The contract test, not the fairness test
Malaysian courts apply the contract test: you must show the employer committed a breach going to the root of the contract of employment — not merely that it acted unfairly or unreasonably. The classic qualifying breaches are unilateral demotion, significant reduction of salary or responsibilities, transfer in bad faith to force resignation, and conduct destroying the relationship of mutual trust and confidence.
Two further requirements defeat more claims than the breach itself: you must resign in response to the breach, and you must do so promptly. Stay silent and keep working for months, and the law treats you as having affirmed the new terms.

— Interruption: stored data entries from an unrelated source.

//! Configuration for the search client.
//!
//! # Example
//!
//! ```
//! use docsearch::ClientConfig;
//!
//! // Minimal config (uses defaults)
//! let config = ClientConfig::default();
//! assert!(config.strict_decode);
//!
//! // Full config
//! let config = ClientConfig {
//!     strict_decode: false,
//!     log_queries: true,
//! };
//! assert!(config.log_queries);
//! ```

use serde::Deserialize;

/// Configuration for the search client.
///
/// All fields have sensible defaults; `ClientConfig::default()` is the
/// right choice for most callers.
#[derive(Debug, Clone, Deserialize)]
pub struct ClientConfig {
    /// Fail the whole decode when a response entry matches no known shape
    /// (default: true). When false, undecodable entries are skipped with a
    /// warning and the rest of the response is returned.
    #[serde(default = "default_strict_decode")]
    pub strict_decode: bool,

    /// Log each serialized query at debug level before execution
    #[serde(default)]
    pub log_queries: bool,
}

fn default_strict_decode() -> bool { true }

impl Default for ClientConfig {
    fn default() -> Self {
        Self {
            strict_decode: default_strict_decode(),
            log_queries: false,
        }
    }
}
//! Error taxonomy for query building and execution.
//!
//! Build-time failures (`InvalidQuery`, `UnboundConstraint`, `Parse`) are
//! raised before any request leaves the process. Execution-time failures
//! (`Transport`, `Service`, `Decode`) surface from a single execution and
//! are never retried here.

use thiserror::Error;

/// Failure reported by a transport implementation.
#[derive(Error, Debug, Clone, PartialEq, Eq)]
pub enum TransportError {
    /// The backend could not be reached or the connection dropped mid-request.
    #[error("connection failure: {0}")]
    Connection(String),
    /// The backend received the request and refused it.
    #[error("{message}")]
    Rejected {
        /// The service's message, verbatim.
        message: String,
    },
}

/// Caller-facing error for the query surface.
#[derive(Error, Debug)]
pub enum QueryError {
    /// The query is structurally invalid and was rejected before execution.
    #[error("invalid query: {reason}")]
    InvalidQuery {
        reason: String,
    },
    /// A parsed query segment names a constraint with no registered binding.
    #[error("no binding registered for constraint '{name}'")]
    UnboundConstraint {
        name: String,
    },
    /// Query text could not be decomposed into `name:token` segments.
    #[error("cannot parse '{input}': {reason}")]
    Parse {
        input: String,
        reason: String,
    },
    /// The transport collaborator failed before the service produced a response.
    #[error("transport error: {0}")]
    Transport(#[from] TransportError),
    /// The service executed the request and rejected the compiled query.
    #[error("service rejected query: {message}")]
    Service {
        message: String,
    },
    /// A response entry did not match any known result shape.
    #[error("cannot decode response entry: {reason}")]
    Decode {
        reason: String,
    },
}

impl QueryError {
    pub(crate) fn invalid(reason: impl Into<String>) -> Self {
        Self::InvalidQuery {
            reason: reason.into(),
        }
    }

    pub(crate) fn parse(input: impl Into<String>, reason: impl Into<String>) -> Self {
        Self::Parse {
            input: input.into(),
            reason: reason.into(),
        }
    }

    /// Short label for the error category, used as a metric dimension.
    #[must_use]
    pub fn kind(&self) -> &'static str {
        match self {
            Self::InvalidQuery { .. } => "invalid_query",
            Self::UnboundConstraint { .. } => "unbound_constraint",
            Self::Parse { .. } => "parse",
            Self::Transport(_) => "transport",
            Self::Service { .. } => "service",
            Self::Decode { .. } => "decode",
        }
    }
}

#[cfg(test)]
mod tests {
    use super::*;

    #[test]
    fn test_service_message_is_verbatim() {
        let err = QueryError::Service {
            message: "SEARCH-BADORDERBY: no range index on rangeKey9".into(),
        };
        assert!(err.to_string().contains("no range index on rangeKey9"));
    }

    #[test]
    fn test_transport_error_converts() {
        fn execute() -> Result<(), QueryError> {
            Err(TransportError::Connection("refused".into()))?
        }
        match execute() {
            Err(QueryError::Transport(TransportError::Connection(msg))) => {
                assert_eq!(msg, "refused");
            }
            other => panic!("Expected Transport error, got {:?}", other.err()),
        }
    }

    #[test]
    fn test_error_kinds_are_stable() {
        assert_eq!(QueryError::invalid("x").kind(), "invalid_query");
        assert_eq!(
            QueryError::parse("a b", "no separator").kind(),
            "parse"
        );
        assert_eq!(
            QueryError::UnboundConstraint { name: "tag".into() }.kind(),
            "unbound_constraint"
        );
    }
}
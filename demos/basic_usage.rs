// Copyright (c) 2025-2026 Adrian Robinson. Licensed under the AGPL-3.0.
// See LICENSE file in the project root for full license text.

//! Basic docsearch usage example.
//!
//! Demonstrates:
//! 1. Seeding a small knowledge base into the in-memory engine
//! 2. The four leaf constraints (directory, collection, value, word)
//! 3. Three assembly routes building one identical query
//! 4. Facets, ordering, and pagination
//! 5. Query plan and permissions projections
//! 6. Displaying metrics (OTEL-compatible)
//!
//! Runs entirely in-process, no backends required.
//!
//! # Run
//!
//! ```bash
//! cargo run --example basic_usage
//! ```

use std::sync::Arc;

use metrics_util::debugging::{DebugValue, DebuggingRecorder, Snapshotter};
use serde_json::json;

use docsearch::{
    bind, by_example, facet, parse_bindings, parsed_from, where_, Category, Constraint,
    DocumentSink, DocumentWrite, MemoryEngine, QueryOptions, SearchClient,
};

#[tokio::main]
async fn main() -> Result<(), Box<dyn std::error::Error>> {
    // Install metrics recorder (captures all metrics for OTEL export)
    let recorder = DebuggingRecorder::new();
    let snapshotter = recorder.snapshotter();
    recorder.install().expect("failed to install metrics recorder");

    // Simple logging (no filter for simplicity)
    tracing_subscriber::fmt()
        .with_target(false)
        .compact()
        .init();

    println!("\n╔═══════════════════════════════════════════════════════════════╗");
    println!("║              docsearch: Basic Usage Example                   ║");
    println!("╚═══════════════════════════════════════════════════════════════╝\n");

    // ─────────────────────────────────────────────────────────────────────────
    // 1. Seed a small knowledge base
    // ─────────────────────────────────────────────────────────────────────────
    println!("📦 Seeding the in-memory engine...");

    let engine = Arc::new(MemoryEngine::new());
    let documents = vec![
        DocumentWrite::new(
            "/kb/rust/ownership.json",
            json!({"title": "Ownership and Borrowing", "author": "alice", "level": "intro",
                   "body": "ownership borrowing lifetimes"}),
        )
        .in_collection("guides"),
        DocumentWrite::new(
            "/kb/rust/async.json",
            json!({"title": "Async in Practice", "author": "bob", "level": "advanced",
                   "body": "async await executors async"}),
        )
        .in_collection("guides"),
        DocumentWrite::new(
            "/kb/rust/errors.json",
            json!({"title": "Error Handling", "author": "alice", "level": "intro",
                   "body": "errors results panics errors errors"}),
        )
        .in_collection("guides"),
        DocumentWrite::new(
            "/kb/ops/deploy.json",
            json!({"title": "Deploying Services", "author": "carol", "level": "advanced",
                   "body": "containers rollouts canaries"}),
        )
        .in_collection("runbooks"),
        DocumentWrite::new(
            "/kb/ops/oncall.json",
            json!({"title": "On-call Checklist", "author": "carol", "level": "intro",
                   "body": "alerts escalation dashboards"}),
        )
        .in_collection("runbooks"),
    ];
    engine.write(documents).await?;
    println!("   ✅ {} documents written", engine.len());

    let client = SearchClient::new(engine.clone());

    // ─────────────────────────────────────────────────────────────────────────
    // 2. The four leaf constraints
    // ─────────────────────────────────────────────────────────────────────────
    println!("\n🔍 Leaf constraints...");

    let leaves = vec![
        ("directory('/kb/rust/')", Constraint::directory("/kb/rust/")),
        ("collection('runbooks')", Constraint::collection("runbooks")),
        ("value('author', 'alice')", Constraint::value("author", "alice")),
        ("word('body', 'async')", Constraint::word("body", "async")),
    ];

    for (label, constraint) in leaves {
        let query = where_(constraint).build()?;
        let start = std::time::Instant::now();
        let items = client.query(&query).await?;
        let elapsed = start.elapsed();
        let uris: Vec<&str> = items
            .iter()
            .filter_map(|i| i.as_document().map(|d| d.uri.as_str()))
            .collect();
        println!("   ├─ {} → {} match(es) in {:?}", label, uris.len(), elapsed);
        for uri in uris {
            println!("   │     {}", uri);
        }
    }

    // ─────────────────────────────────────────────────────────────────────────
    // 3. Three assembly routes, one query
    // ─────────────────────────────────────────────────────────────────────────
    println!("\n🔀 Three assembly routes...");

    let typed = where_(Constraint::value("author", "alice")).build()?;
    let qbe = where_(by_example(json!({"author": "alice"}))?).build()?;
    let bindings = parse_bindings([bind("by").value("author")])?;
    let parsed = where_(parsed_from("by:alice", &bindings)?).build()?;

    assert_eq!(typed, qbe);
    assert_eq!(typed, parsed);
    println!("   ├─ typed == by_example == parsed_from ✅");
    println!("   └─ wire form: {}", serde_json::to_string(&typed)?);

    // ─────────────────────────────────────────────────────────────────────────
    // 4. Facets, ordering, pagination
    // ─────────────────────────────────────────────────────────────────────────
    println!("\n📊 Facets over the whole knowledge base, two documents per page...");

    let paged = where_(Constraint::directory("/kb/"))
        .calculate([facet("author"), facet("level")])
        .order_by(["title"])
        .slice(1, 2)
        .build()?;

    let items = client.query(&paged).await?;
    if let Some(summary) = items[0].as_facets() {
        for (field, result) in &summary.facets {
            let rendered: Vec<String> = result
                .facet_values
                .iter()
                .map(|v| format!("{}={}", v.name, v.count))
                .collect();
            println!("   ├─ {}: {}", field, rendered.join(", "));
        }
    }
    println!("   ├─ page 1 (titles ascending):");
    for item in &items[1..] {
        if let Some(doc) = item.as_document() {
            println!("   │     {}", doc.content_str("title").unwrap_or("?"));
        }
    }

    // Built queries are immutable; the next page is a fresh build
    let page2 = where_(Constraint::directory("/kb/"))
        .order_by(["title"])
        .slice(3, 2)
        .build()?;
    println!("   └─ page 2:");
    for item in client.query(&page2).await? {
        if let Some(doc) = item.as_document() {
            println!("         {}", doc.content_str("title").unwrap_or("?"));
        }
    }

    // ─────────────────────────────────────────────────────────────────────────
    // 5. Query plan and permissions projections
    // ─────────────────────────────────────────────────────────────────────────
    println!("\n🧾 Diagnostics and permissions...");

    let diagnosed = where_(Constraint::word("body", "errors"))
        .with_options(QueryOptions::new().with_query_plan())
        .build()?;
    let items = client.query(&diagnosed).await?;
    if let Some(diag) = items[0].as_diagnostic() {
        println!("   ├─ plan: {}", diag.plan);
    }

    let perms = where_(Constraint::collection("guides"))
        .with_options(QueryOptions::new().with_category(Category::Permissions))
        .build()?;
    for item in client.query(&perms).await? {
        if let Some(doc) = item.as_document() {
            let roles: Vec<&str> = doc
                .permissions
                .as_deref()
                .unwrap_or(&[])
                .iter()
                .map(|p| p.role.as_str())
                .collect();
            println!("   ├─ {} → roles {:?}", doc.uri, roles);
        }
    }

    // ─────────────────────────────────────────────────────────────────────────
    // 6. Dump raw metrics (OTEL-compatible)
    // ─────────────────────────────────────────────────────────────────────────
    println!("\n📈 Raw Metrics (OTEL export format):");
    dump_metrics(&snapshotter);

    println!("\n╔═══════════════════════════════════════════════════════════════╗");
    println!("║                      Example complete!                        ║");
    println!("╚═══════════════════════════════════════════════════════════════╝\n");

    Ok(())
}

/// Dump all captured metrics in OTEL-compatible format
fn dump_metrics(snapshotter: &Snapshotter) {
    let snapshot = snapshotter.snapshot();

    let mut counters = Vec::new();
    let mut histograms = Vec::new();

    for (composite_key, _, _, value) in snapshot.into_vec() {
        let (_kind, key) = composite_key.into_parts();
        let name = key.name().to_string();
        let labels: Vec<String> = key
            .labels()
            .map(|l| format!("{}={}", l.key(), l.value()))
            .collect();
        let label_str = if labels.is_empty() {
            String::new()
        } else {
            format!("{{{}}}", labels.join(","))
        };

        match value {
            DebugValue::Counter(v) => counters.push((name, label_str, v)),
            DebugValue::Gauge(_) => {}
            DebugValue::Histogram(samples) => {
                let count = samples.len();
                let sum: f64 = samples.iter().map(|v| v.into_inner()).sum();
                histograms.push((name, label_str, count, sum));
            }
        }
    }

    counters.sort_by(|a, b| a.0.cmp(&b.0));
    histograms.sort_by(|a, b| a.0.cmp(&b.0));

    println!("   ┌─ Counters (cumulative):");
    for (name, labels, value) in &counters {
        println!("   │    {}{} = {}", name, labels, value);
    }

    println!("   └─ Histograms (distributions):");
    for (name, labels, count, sum) in &histograms {
        println!("        {}{} count={} sum={:.4}", name, labels, count, sum);
    }
}
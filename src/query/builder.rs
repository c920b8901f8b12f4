// Copyright (c) 2025-2026 Adrian Robinson. Licensed under the AGPL-3.0.
// See LICENSE file in the project root for full license text.

//! Clause assembly: from a root constraint to an executable query.
//!
//! [`where_`] opens a draft around one constraint tree. The draft is a
//! plain value: every modifier consumes it and returns the extended draft,
//! so partial chains can be cloned and forked freely. [`QueryBuilder::build`]
//! validates the composition and freezes it into a [`StructuredQuery`],
//! which is immutable, cheap to clone, and safe to execute concurrently
//! any number of times.
//!
//! # Example
//!
//! ```rust
//! use docsearch::query::{facet, sort, score, where_, Constraint, SortDirection};
//!
//! let query = where_(Constraint::collection("matchList"))
//!     .calculate([facet("rangeKey1"), facet("rangeKey2")])
//!     .order_by(["rangeKey1".into(), sort("rangeKey2", SortDirection::Descending)])
//!     .slice(1, 10)
//!     .build()?;
//! # let _ = query;
//! # Ok::<(), docsearch::QueryError>(())
//! ```

use std::collections::BTreeMap;

use serde::{Deserialize, Serialize};
use serde_json::Value;

use crate::error::QueryError;

use super::constraint::Constraint;

/// Request a facet aggregate over an indexed field.
pub fn facet(field: impl Into<String>) -> FacetSpec {
    FacetSpec {
        field: field.into(),
    }
}

/// A facet request carried by `calculate`.
#[derive(Debug, Clone, PartialEq, Eq, Serialize, Deserialize)]
pub struct FacetSpec {
    /// Indexed field to aggregate distinct values over.
    pub field: String,
}

/// Sort on a field with an explicit direction.
pub fn sort(field: impl Into<String>, direction: SortDirection) -> SortSpec {
    SortSpec::Field {
        field: field.into(),
        direction,
    }
}

/// Sort by descending relevance score.
pub fn score() -> SortSpec {
    SortSpec::Score {
        direction: SortDirection::Descending,
    }
}

/// One ordering key of an `order_by` chain.
#[derive(Debug, Clone, PartialEq, Eq, Serialize, Deserialize)]
#[serde(rename_all = "camelCase")]
pub enum SortSpec {
    /// Order by an indexed field value.
    Field {
        field: String,
        direction: SortDirection,
    },
    /// Order by the engine's relevance score.
    Score { direction: SortDirection },
}

/// Bare field names imply ascending order.
impl From<&str> for SortSpec {
    fn from(field: &str) -> Self {
        SortSpec::Field {
            field: field.to_string(),
            direction: SortDirection::Ascending,
        }
    }
}

impl From<String> for SortSpec {
    fn from(field: String) -> Self {
        SortSpec::Field {
            field,
            direction: SortDirection::Ascending,
        }
    }
}

/// Direction of one sort key.
#[derive(Debug, Clone, Copy, PartialEq, Eq, Serialize, Deserialize)]
#[serde(rename_all = "lowercase")]
pub enum SortDirection {
    Ascending,
    Descending,
}

/// A contiguous window of the fully-ordered result set.
///
/// `start` is the 1-based inclusive rank of the first desired document;
/// an absent `length` means "to the end".
#[derive(Debug, Clone, Copy, PartialEq, Eq, Serialize, Deserialize)]
pub struct SliceSpec {
    pub start: u64,
    #[serde(default, skip_serializing_if = "Option::is_none")]
    pub length: Option<u64>,
}

/// Document projection requested through the `category` option.
#[derive(Debug, Clone, Copy, PartialEq, Eq, Serialize, Deserialize)]
#[serde(rename_all = "lowercase")]
pub enum Category {
    /// Project document content (the default).
    Content,
    /// Project permission metadata instead of content.
    Permissions,
}

/// Service flags attached to a query.
///
/// Recognized flags are typed; anything else set through
/// [`QueryOptions::with_option`] is forwarded to the service opaquely and
/// never interpreted by this client.
#[derive(Debug, Clone, PartialEq, Default, Serialize, Deserialize)]
#[serde(rename_all = "camelCase")]
pub struct QueryOptions {
    #[serde(default, skip_serializing_if = "is_false")]
    query_plan: bool,
    #[serde(default, skip_serializing_if = "Option::is_none")]
    category: Option<Category>,
    #[serde(flatten)]
    extra: BTreeMap<String, Value>,
}

fn is_false(b: &bool) -> bool {
    !*b
}

impl QueryOptions {
    #[must_use]
    pub fn new() -> Self {
        Self::default()
    }

    /// Ask the service to prepend a plan diagnostic to the response.
    #[must_use]
    pub fn with_query_plan(mut self) -> Self {
        self.query_plan = true;
        self
    }

    /// Switch document projection.
    #[must_use]
    pub fn with_category(mut self, category: Category) -> Self {
        self.category = Some(category);
        self
    }

    /// Attach an unrecognized flag, forwarded to the service as-is.
    #[must_use]
    pub fn with_option(mut self, key: impl Into<String>, value: Value) -> Self {
        self.extra.insert(key.into(), value);
        self
    }

    #[must_use]
    pub fn query_plan(&self) -> bool {
        self.query_plan
    }

    #[must_use]
    pub fn category(&self) -> Option<Category> {
        self.category
    }

    /// Flags this client does not recognize.
    #[must_use]
    pub fn extra(&self) -> &BTreeMap<String, Value> {
        &self.extra
    }

    fn is_default(options: &QueryOptions) -> bool {
        !options.query_plan && options.category.is_none() && options.extra.is_empty()
    }
}

/// Open a query draft around a root constraint.
pub fn where_(root: Constraint) -> QueryBuilder {
    QueryBuilder {
        root,
        facets: Vec::new(),
        sort: Vec::new(),
        slice: None,
        options: QueryOptions::default(),
    }
}

/// An accumulating query draft. Not executable; finalize with
/// [`QueryBuilder::build`].
#[derive(Debug, Clone)]
pub struct QueryBuilder {
    root: Constraint,
    facets: Vec<FacetSpec>,
    sort: Vec<SortSpec>,
    slice: Option<SliceSpec>,
    options: QueryOptions,
}

impl QueryBuilder {
    /// Request facet aggregates. Repeated calls append.
    #[must_use]
    pub fn calculate(mut self, facets: impl IntoIterator<Item = FacetSpec>) -> Self {
        self.facets.extend(facets);
        self
    }

    /// Append ordering keys. Bare field names (via `Into<SortSpec>`) imply
    /// ascending; use [`sort`] and [`score`] for explicit keys.
    #[must_use]
    pub fn order_by<S>(mut self, keys: impl IntoIterator<Item = S>) -> Self
    where
        S: Into<SortSpec>,
    {
        self.sort.extend(keys.into_iter().map(Into::into));
        self
    }

    /// Select a window of `length` documents starting at the 1-based
    /// position `start`. A zero `start` is rejected at build time.
    #[must_use]
    pub fn slice(mut self, start: u64, length: u64) -> Self {
        self.slice = Some(SliceSpec {
            start,
            length: Some(length),
        });
        self
    }

    /// Select every document from the 1-based position `start` to the end.
    #[must_use]
    pub fn slice_from(mut self, start: u64) -> Self {
        self.slice = Some(SliceSpec {
            start,
            length: None,
        });
        self
    }

    /// Attach service flags. Replaces any previously attached options.
    #[must_use]
    pub fn with_options(mut self, options: QueryOptions) -> Self {
        self.options = options;
        self
    }

    /// Validate and freeze the draft into an executable query.
    ///
    /// Fails with [`QueryError::InvalidQuery`] when the constraint tree
    /// contains an empty combinator or an unresolved binding, or when the
    /// slice start is zero.
    pub fn build(self) -> Result<StructuredQuery, QueryError> {
        self.root.validate()?;
        if let Some(SliceSpec { start: 0, .. }) = self.slice {
            return Err(QueryError::invalid(
                "slice start is 1-based; 0 is not a valid position",
            ));
        }
        Ok(StructuredQuery {
            root: self.root,
            facets: self.facets,
            sort: self.sort,
            slice: self.slice,
            options: self.options,
        })
    }
}

/// A finalized search request.
///
/// Immutable once built; clone it or share it behind an `Arc` and execute
/// it concurrently without synchronization. The serde form is the wire
/// representation handed to transports.
#[derive(Debug, Clone, PartialEq, Serialize, Deserialize)]
pub struct StructuredQuery {
    #[serde(rename = "where")]
    root: Constraint,
    #[serde(rename = "calculate", default, skip_serializing_if = "Vec::is_empty")]
    facets: Vec<FacetSpec>,
    #[serde(rename = "orderBy", default, skip_serializing_if = "Vec::is_empty")]
    sort: Vec<SortSpec>,
    #[serde(default, skip_serializing_if = "Option::is_none")]
    slice: Option<SliceSpec>,
    #[serde(default, skip_serializing_if = "QueryOptions::is_default")]
    options: QueryOptions,
}

impl StructuredQuery {
    #[must_use]
    pub fn root(&self) -> &Constraint {
        &self.root
    }

    #[must_use]
    pub fn facets(&self) -> &[FacetSpec] {
        &self.facets
    }

    #[must_use]
    pub fn sort(&self) -> &[SortSpec] {
        &self.sort
    }

    #[must_use]
    pub fn slice(&self) -> Option<SliceSpec> {
        self.slice
    }

    #[must_use]
    pub fn options(&self) -> &QueryOptions {
        &self.options
    }
}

The protest letter is the case
Before any resignation, the file needs a written protest: identifying the breach, rejecting it, and reserving your position. We draft these carefully — measured enough to keep settlement open, firm enough to anchor the claim. In many matters the protest letter alone brings the employer back to the table, because it tells them the next document is a section 20 representation.

Timing your exit
Once you resign claiming constructive dismissal, the sixty-day window under section 20 runs from the date your resignation takes effect. We plan the sequence with you: evidence gathered while you still have system access, protest lodged, medical and financial realities weighed, then — only if the breach is clear and the record supports it — the resignation letter that states exactly why you are treating yourself as dismissed.